Problem statement » Exactly the lines from the start of the data below through the line containing "const KEEP_LOG_FILES: usize = 10;" must be returned, and no others.

Start of Stored data

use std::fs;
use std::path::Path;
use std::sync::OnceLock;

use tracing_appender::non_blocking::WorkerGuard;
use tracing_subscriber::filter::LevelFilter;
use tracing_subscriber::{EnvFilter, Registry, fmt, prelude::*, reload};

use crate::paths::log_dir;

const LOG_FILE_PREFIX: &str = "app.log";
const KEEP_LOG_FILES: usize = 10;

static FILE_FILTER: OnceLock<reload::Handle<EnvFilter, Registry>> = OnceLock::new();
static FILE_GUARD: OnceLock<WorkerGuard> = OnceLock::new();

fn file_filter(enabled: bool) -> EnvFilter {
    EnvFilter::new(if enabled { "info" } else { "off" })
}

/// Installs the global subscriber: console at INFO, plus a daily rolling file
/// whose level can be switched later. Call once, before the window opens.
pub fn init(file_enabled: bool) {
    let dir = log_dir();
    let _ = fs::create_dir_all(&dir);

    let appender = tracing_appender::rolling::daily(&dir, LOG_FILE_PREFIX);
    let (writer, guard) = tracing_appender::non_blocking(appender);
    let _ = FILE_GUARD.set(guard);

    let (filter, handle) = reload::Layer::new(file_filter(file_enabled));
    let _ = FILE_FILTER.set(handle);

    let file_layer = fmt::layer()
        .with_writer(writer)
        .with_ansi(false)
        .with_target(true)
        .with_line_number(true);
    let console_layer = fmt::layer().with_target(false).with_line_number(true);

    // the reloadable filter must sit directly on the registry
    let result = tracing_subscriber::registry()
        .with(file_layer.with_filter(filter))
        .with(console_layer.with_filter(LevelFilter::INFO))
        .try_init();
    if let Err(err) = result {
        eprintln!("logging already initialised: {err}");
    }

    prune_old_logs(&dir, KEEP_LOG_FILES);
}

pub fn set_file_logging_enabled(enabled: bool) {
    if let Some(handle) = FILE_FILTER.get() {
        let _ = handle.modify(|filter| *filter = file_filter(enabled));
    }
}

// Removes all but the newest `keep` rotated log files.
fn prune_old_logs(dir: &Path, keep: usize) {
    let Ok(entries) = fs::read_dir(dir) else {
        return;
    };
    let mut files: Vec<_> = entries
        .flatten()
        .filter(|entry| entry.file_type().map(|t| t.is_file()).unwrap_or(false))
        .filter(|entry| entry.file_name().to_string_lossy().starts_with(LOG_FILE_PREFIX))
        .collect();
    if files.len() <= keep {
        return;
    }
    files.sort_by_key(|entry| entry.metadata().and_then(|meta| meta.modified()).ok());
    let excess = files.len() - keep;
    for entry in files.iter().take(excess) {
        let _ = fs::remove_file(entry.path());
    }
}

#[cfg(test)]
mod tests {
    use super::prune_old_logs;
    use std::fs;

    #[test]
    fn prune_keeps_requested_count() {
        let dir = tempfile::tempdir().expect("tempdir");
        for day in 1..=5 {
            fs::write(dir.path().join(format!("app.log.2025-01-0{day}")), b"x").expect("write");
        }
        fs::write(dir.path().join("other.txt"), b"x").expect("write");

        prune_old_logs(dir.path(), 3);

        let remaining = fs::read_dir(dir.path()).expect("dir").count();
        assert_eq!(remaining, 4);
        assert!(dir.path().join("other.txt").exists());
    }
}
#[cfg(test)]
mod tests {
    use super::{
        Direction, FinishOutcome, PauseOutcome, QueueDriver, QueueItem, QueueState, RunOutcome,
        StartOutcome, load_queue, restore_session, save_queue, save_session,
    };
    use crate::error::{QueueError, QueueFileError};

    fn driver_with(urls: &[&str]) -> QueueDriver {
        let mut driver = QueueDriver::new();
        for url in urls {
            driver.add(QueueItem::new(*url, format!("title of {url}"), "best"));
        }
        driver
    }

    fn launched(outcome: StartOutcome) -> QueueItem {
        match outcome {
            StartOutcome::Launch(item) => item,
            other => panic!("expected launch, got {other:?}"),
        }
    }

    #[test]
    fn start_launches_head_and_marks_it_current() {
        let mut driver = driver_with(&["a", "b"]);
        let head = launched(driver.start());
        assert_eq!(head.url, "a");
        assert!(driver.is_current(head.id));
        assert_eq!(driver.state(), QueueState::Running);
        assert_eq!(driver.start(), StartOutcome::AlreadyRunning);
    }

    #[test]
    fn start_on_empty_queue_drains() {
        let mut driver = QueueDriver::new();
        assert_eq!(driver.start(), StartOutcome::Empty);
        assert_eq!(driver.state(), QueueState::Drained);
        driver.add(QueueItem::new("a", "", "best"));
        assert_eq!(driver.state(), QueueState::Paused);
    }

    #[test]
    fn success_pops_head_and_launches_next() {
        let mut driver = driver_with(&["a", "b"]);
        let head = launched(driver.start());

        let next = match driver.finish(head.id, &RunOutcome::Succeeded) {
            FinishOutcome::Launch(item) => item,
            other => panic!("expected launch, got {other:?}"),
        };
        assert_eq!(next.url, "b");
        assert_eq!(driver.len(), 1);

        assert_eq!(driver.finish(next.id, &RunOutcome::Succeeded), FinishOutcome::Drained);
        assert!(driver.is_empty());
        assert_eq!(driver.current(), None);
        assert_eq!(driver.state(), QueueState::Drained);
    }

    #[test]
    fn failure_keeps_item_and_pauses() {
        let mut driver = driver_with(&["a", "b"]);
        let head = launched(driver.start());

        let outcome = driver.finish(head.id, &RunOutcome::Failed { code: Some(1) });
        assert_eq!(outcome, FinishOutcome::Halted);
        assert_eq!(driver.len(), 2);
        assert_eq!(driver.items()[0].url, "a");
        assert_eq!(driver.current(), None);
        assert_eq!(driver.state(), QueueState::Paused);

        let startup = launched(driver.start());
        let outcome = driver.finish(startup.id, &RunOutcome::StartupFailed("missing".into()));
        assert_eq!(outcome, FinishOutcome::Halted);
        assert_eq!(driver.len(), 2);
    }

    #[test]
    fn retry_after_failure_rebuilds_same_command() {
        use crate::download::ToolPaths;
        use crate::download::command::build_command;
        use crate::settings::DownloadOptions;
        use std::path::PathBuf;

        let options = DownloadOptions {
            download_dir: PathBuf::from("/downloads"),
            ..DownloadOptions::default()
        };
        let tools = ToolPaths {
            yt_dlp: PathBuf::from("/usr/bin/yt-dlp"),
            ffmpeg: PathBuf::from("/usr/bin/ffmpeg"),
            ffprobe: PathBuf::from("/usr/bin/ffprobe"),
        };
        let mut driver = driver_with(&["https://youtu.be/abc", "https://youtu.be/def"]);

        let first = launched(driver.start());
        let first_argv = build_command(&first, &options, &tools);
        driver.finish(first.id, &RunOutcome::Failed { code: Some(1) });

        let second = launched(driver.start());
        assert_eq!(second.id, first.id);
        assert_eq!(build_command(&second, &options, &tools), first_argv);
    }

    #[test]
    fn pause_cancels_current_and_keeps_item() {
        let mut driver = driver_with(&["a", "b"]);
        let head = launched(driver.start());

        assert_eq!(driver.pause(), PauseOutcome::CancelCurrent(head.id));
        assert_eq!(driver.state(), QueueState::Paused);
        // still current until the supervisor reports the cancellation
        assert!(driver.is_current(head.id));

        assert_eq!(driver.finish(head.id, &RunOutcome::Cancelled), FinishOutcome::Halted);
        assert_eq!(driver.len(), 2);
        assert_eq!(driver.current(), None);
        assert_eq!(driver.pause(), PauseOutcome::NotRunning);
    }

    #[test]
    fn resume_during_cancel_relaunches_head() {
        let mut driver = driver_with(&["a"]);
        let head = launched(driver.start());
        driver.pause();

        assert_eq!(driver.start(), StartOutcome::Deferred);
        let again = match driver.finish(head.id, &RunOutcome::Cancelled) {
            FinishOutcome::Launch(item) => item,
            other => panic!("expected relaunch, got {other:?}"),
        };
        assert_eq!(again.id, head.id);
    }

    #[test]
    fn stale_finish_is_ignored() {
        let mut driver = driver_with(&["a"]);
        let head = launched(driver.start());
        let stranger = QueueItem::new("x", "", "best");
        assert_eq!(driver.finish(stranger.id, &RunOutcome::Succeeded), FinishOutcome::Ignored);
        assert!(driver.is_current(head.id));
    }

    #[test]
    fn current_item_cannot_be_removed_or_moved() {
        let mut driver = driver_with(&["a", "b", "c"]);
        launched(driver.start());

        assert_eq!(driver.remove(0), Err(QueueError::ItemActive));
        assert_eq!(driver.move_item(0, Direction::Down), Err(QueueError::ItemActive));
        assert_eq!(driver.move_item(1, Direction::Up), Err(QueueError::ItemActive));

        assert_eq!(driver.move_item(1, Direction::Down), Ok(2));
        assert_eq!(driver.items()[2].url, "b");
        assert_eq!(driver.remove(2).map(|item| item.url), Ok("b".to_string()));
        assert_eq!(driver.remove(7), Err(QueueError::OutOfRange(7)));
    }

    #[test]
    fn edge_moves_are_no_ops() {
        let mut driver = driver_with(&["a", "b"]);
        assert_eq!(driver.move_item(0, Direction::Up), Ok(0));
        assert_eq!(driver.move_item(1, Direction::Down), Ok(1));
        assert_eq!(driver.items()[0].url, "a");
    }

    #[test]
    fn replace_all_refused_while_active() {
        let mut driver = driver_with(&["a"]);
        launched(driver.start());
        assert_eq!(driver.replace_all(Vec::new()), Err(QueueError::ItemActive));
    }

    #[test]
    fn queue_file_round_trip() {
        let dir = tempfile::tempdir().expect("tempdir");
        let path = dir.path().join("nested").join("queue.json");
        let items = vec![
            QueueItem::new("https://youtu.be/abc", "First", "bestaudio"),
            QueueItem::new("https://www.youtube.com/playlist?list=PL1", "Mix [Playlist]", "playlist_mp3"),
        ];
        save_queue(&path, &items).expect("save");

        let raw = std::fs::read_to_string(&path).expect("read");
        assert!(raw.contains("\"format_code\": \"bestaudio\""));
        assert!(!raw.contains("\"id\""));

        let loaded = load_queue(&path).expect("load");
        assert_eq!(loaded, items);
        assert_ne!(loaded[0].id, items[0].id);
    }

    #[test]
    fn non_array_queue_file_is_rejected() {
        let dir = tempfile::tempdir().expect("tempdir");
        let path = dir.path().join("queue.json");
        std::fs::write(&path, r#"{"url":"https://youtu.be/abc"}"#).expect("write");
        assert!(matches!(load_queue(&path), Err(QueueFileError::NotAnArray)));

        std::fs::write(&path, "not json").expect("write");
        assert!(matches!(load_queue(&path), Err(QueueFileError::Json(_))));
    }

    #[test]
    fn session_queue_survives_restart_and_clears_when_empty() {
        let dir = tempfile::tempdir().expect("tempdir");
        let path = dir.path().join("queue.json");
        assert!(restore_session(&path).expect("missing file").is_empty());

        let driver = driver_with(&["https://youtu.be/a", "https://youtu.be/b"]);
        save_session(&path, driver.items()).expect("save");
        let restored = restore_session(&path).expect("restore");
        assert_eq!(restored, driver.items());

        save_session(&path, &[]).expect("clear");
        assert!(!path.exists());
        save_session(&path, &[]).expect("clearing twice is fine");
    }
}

End of Stored data

Exercise answer »
use std::fs;
use std::path::Path;
use std::sync::OnceLock;

use tracing_appender::non_blocking::WorkerGuard;
use tracing_subscriber::filter::LevelFilter;
use tracing_subscriber::{EnvFilter, Registry, fmt, prelude::*, reload};

use crate::paths::log_dir;

const LOG_FILE_PREFIX: &str = "app.log";
const KEEP_LOG_FILES: usize = 10;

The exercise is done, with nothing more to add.